- **PROBLEM TO SOLVE**:
Among the entries below, one stretch runs from the line that contains "when ad < cb." through the line that contains "fn eq(&self, other: &Self)". Repeat that stretch exactly, ends included, and only that.

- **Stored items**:
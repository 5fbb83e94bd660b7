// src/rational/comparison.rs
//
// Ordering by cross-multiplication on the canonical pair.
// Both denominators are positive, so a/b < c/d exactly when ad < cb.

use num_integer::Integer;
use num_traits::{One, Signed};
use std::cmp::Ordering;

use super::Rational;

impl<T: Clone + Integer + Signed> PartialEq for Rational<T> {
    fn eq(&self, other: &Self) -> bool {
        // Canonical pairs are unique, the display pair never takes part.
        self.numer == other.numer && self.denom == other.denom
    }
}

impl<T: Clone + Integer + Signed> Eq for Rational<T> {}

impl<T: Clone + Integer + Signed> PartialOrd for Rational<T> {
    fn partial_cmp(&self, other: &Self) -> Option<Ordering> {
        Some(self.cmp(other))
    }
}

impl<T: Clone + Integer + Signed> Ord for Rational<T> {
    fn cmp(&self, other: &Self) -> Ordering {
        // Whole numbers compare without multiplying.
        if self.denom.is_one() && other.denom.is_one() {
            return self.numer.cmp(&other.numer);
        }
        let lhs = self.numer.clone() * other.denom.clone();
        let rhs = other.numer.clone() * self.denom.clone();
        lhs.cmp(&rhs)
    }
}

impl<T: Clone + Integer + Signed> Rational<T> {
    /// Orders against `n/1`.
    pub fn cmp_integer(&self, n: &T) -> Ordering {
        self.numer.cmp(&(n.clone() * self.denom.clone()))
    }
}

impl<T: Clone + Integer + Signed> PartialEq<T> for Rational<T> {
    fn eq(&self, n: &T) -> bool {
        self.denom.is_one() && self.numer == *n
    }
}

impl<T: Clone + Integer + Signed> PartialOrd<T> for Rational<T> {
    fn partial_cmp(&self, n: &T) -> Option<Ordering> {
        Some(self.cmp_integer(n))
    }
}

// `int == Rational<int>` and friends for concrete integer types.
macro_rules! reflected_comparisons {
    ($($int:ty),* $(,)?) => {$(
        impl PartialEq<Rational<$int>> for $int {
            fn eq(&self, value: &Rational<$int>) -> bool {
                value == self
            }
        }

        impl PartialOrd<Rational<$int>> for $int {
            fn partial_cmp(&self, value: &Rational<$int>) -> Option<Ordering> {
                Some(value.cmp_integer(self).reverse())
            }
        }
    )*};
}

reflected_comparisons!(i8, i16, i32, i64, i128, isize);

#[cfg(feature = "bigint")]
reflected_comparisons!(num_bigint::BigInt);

- **REPLY TO THE EXERCISE**:
// Both denominators are positive, so a/b < c/d exactly when ad < cb.

use num_integer::Integer;
use num_traits::{One, Signed};
use std::cmp::Ordering;

use super::Rational;

impl<T: Clone + Integer + Signed> PartialEq for Rational<T> {
    fn eq(&self, other: &Self) -> bool {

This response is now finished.